» EXCERPTED DATA:
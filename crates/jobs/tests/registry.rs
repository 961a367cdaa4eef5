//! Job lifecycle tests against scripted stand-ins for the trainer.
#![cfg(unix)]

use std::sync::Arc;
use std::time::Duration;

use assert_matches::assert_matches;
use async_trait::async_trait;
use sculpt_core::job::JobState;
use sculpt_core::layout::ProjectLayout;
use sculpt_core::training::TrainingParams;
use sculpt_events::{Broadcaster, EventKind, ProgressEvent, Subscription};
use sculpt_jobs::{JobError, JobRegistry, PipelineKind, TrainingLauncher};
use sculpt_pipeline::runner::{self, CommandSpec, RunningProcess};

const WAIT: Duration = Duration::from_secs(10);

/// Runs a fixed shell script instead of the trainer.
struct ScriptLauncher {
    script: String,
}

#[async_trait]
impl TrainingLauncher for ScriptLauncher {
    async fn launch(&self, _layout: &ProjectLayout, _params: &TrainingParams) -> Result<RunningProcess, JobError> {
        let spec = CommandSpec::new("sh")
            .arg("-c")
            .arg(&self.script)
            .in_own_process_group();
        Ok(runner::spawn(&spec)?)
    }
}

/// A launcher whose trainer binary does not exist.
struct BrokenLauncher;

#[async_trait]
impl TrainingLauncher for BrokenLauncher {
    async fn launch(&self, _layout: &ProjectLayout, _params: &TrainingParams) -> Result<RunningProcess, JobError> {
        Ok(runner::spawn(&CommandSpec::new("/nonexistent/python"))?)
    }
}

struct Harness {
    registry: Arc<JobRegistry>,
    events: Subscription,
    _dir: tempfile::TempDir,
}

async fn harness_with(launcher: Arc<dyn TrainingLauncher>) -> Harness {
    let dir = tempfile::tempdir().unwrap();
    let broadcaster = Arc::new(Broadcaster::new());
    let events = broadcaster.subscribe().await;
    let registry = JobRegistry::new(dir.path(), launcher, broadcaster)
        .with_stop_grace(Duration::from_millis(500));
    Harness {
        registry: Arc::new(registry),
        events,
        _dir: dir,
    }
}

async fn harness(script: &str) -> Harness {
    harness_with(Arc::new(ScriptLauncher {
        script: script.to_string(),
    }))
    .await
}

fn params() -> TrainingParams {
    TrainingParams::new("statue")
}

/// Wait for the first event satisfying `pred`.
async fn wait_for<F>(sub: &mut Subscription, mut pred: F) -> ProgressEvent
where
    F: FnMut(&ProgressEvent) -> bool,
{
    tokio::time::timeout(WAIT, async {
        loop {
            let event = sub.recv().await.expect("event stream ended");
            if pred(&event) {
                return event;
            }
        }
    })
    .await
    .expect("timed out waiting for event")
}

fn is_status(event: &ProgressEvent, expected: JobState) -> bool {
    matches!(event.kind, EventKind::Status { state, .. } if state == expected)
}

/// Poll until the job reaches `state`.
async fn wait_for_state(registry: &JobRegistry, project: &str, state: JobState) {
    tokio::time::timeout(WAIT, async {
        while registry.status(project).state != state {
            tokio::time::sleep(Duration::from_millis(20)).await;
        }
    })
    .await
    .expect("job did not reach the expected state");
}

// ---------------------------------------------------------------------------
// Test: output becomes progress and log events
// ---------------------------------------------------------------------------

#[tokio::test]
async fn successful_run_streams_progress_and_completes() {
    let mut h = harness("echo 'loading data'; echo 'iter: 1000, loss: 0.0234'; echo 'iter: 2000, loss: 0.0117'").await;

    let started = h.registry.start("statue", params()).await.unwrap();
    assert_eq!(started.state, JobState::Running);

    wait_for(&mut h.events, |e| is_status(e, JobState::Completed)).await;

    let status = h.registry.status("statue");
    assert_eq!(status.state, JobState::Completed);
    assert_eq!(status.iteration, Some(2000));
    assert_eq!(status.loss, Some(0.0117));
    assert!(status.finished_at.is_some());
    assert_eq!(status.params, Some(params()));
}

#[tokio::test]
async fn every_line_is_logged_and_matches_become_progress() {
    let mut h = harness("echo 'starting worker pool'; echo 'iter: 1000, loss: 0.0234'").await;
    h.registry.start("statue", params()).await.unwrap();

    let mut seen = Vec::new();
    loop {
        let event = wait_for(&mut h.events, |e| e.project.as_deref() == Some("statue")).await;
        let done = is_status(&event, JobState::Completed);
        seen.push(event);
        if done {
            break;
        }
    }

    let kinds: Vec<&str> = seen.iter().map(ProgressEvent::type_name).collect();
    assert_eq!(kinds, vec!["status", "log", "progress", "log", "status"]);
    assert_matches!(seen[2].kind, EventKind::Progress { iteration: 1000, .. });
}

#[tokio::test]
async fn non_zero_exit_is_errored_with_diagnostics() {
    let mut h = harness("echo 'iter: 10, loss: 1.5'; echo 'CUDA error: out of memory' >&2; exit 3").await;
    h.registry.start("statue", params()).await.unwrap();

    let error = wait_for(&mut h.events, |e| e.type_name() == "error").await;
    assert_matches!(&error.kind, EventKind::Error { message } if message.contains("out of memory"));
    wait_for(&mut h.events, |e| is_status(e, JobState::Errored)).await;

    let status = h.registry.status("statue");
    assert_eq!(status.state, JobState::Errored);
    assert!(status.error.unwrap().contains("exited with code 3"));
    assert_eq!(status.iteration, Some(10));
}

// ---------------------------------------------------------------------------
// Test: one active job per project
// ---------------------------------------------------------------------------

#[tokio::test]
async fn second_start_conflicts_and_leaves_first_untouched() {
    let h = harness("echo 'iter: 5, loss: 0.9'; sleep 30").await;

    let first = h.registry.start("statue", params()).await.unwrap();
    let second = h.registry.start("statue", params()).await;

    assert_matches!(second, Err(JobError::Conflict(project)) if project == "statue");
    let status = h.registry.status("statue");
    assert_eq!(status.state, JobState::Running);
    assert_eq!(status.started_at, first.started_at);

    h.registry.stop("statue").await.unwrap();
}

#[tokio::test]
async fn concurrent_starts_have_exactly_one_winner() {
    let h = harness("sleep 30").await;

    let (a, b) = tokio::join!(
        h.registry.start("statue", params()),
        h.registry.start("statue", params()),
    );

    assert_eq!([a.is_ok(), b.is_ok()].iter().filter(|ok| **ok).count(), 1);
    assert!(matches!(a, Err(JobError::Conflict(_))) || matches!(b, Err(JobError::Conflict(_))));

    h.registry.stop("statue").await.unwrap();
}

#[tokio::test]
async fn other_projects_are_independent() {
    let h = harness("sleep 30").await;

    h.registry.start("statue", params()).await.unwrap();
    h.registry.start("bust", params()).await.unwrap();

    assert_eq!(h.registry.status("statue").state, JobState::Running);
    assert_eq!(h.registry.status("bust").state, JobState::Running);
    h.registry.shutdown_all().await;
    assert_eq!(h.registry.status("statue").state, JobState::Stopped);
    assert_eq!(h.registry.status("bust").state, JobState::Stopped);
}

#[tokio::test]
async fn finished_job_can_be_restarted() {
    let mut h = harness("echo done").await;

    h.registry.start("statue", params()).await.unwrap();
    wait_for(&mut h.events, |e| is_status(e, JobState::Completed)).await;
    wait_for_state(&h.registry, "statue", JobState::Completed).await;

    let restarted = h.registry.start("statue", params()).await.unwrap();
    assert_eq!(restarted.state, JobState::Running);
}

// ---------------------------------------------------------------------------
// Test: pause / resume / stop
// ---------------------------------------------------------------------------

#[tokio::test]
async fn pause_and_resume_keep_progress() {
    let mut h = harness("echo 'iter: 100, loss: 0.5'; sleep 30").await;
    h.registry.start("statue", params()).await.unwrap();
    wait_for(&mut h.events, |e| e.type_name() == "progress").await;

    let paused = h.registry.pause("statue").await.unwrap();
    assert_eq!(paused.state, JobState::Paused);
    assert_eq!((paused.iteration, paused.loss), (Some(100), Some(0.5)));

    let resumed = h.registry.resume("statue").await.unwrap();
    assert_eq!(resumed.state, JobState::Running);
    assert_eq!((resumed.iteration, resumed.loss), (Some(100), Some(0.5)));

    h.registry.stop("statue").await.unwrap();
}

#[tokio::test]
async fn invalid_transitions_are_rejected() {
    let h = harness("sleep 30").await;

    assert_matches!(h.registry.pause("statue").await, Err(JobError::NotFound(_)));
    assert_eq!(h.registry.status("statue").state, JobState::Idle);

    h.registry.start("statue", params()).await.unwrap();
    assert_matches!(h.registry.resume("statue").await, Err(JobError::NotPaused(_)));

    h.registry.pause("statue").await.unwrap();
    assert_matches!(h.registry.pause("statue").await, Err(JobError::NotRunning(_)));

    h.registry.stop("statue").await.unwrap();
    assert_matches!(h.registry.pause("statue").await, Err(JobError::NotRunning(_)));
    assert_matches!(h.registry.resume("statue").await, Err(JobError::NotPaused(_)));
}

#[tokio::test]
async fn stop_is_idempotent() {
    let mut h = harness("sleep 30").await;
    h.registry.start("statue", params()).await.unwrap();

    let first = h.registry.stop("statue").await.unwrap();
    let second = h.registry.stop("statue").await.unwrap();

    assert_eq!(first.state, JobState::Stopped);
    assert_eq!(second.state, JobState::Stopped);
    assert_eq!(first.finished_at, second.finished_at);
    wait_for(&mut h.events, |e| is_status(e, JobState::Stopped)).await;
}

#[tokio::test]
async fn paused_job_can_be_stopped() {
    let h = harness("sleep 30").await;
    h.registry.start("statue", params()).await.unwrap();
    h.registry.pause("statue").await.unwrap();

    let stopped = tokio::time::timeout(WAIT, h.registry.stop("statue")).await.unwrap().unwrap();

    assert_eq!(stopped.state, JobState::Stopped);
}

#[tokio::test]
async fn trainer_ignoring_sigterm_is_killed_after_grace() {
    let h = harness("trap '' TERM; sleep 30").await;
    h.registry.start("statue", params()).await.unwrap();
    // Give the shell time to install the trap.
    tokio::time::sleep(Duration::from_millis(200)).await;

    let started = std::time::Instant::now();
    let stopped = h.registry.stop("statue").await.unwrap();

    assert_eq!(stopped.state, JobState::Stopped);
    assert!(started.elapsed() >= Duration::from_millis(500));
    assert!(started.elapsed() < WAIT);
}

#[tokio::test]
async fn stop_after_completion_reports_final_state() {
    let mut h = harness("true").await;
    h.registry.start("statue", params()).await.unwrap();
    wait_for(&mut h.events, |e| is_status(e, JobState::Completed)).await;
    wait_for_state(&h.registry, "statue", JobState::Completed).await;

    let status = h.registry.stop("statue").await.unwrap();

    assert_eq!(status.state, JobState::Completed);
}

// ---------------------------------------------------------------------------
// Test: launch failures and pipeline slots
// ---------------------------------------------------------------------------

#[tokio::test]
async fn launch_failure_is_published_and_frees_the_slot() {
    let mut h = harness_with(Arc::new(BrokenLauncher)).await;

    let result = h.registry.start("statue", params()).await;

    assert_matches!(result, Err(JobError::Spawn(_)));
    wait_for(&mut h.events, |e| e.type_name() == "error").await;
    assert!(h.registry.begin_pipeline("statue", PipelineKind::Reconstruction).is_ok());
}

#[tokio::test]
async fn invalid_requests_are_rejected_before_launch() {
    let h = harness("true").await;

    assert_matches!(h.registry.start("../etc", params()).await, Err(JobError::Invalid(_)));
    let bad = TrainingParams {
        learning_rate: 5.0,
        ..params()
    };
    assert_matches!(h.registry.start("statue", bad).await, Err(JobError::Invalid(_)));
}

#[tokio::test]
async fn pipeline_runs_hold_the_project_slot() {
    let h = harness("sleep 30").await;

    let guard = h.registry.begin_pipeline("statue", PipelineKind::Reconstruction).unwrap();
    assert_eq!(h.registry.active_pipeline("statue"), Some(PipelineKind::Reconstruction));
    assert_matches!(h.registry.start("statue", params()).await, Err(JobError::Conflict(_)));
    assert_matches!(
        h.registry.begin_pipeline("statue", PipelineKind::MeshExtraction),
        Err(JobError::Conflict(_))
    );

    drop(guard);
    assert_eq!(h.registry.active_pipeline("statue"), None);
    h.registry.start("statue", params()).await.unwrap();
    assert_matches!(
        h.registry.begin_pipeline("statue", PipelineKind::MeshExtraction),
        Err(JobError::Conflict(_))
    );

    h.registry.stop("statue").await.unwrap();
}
...
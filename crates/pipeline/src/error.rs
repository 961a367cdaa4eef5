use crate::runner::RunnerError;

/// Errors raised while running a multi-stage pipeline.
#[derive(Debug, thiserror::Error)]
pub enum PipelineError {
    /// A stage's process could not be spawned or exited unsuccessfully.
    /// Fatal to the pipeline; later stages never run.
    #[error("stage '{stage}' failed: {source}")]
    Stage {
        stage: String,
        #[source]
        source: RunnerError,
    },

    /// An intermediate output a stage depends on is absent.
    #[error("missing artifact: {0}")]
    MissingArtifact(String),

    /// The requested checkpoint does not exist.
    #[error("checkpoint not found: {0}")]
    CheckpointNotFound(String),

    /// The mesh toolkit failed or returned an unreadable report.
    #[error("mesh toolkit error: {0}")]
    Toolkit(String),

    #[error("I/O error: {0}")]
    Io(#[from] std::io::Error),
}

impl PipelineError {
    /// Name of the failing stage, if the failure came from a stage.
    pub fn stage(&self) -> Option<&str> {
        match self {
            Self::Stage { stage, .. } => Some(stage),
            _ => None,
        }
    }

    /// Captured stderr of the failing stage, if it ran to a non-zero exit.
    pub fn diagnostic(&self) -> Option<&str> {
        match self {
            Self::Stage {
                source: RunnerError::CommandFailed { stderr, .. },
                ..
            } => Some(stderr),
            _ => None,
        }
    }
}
==
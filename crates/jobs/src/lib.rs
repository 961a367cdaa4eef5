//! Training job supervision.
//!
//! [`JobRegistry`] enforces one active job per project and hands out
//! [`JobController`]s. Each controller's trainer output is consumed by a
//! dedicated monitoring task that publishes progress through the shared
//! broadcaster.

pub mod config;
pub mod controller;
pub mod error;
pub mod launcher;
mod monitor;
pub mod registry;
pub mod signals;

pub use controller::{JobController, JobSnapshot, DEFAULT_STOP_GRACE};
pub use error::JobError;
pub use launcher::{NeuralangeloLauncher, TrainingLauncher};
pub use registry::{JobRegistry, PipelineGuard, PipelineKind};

» WORK REQUEST: Would you show each line of the material above that contains the string "crates"?

» EXERCISE ANSWER:
filename crates/jobs/tests/registry.rs
filename crates/pipeline/src/error.rs
filename crates/jobs/src/lib.rs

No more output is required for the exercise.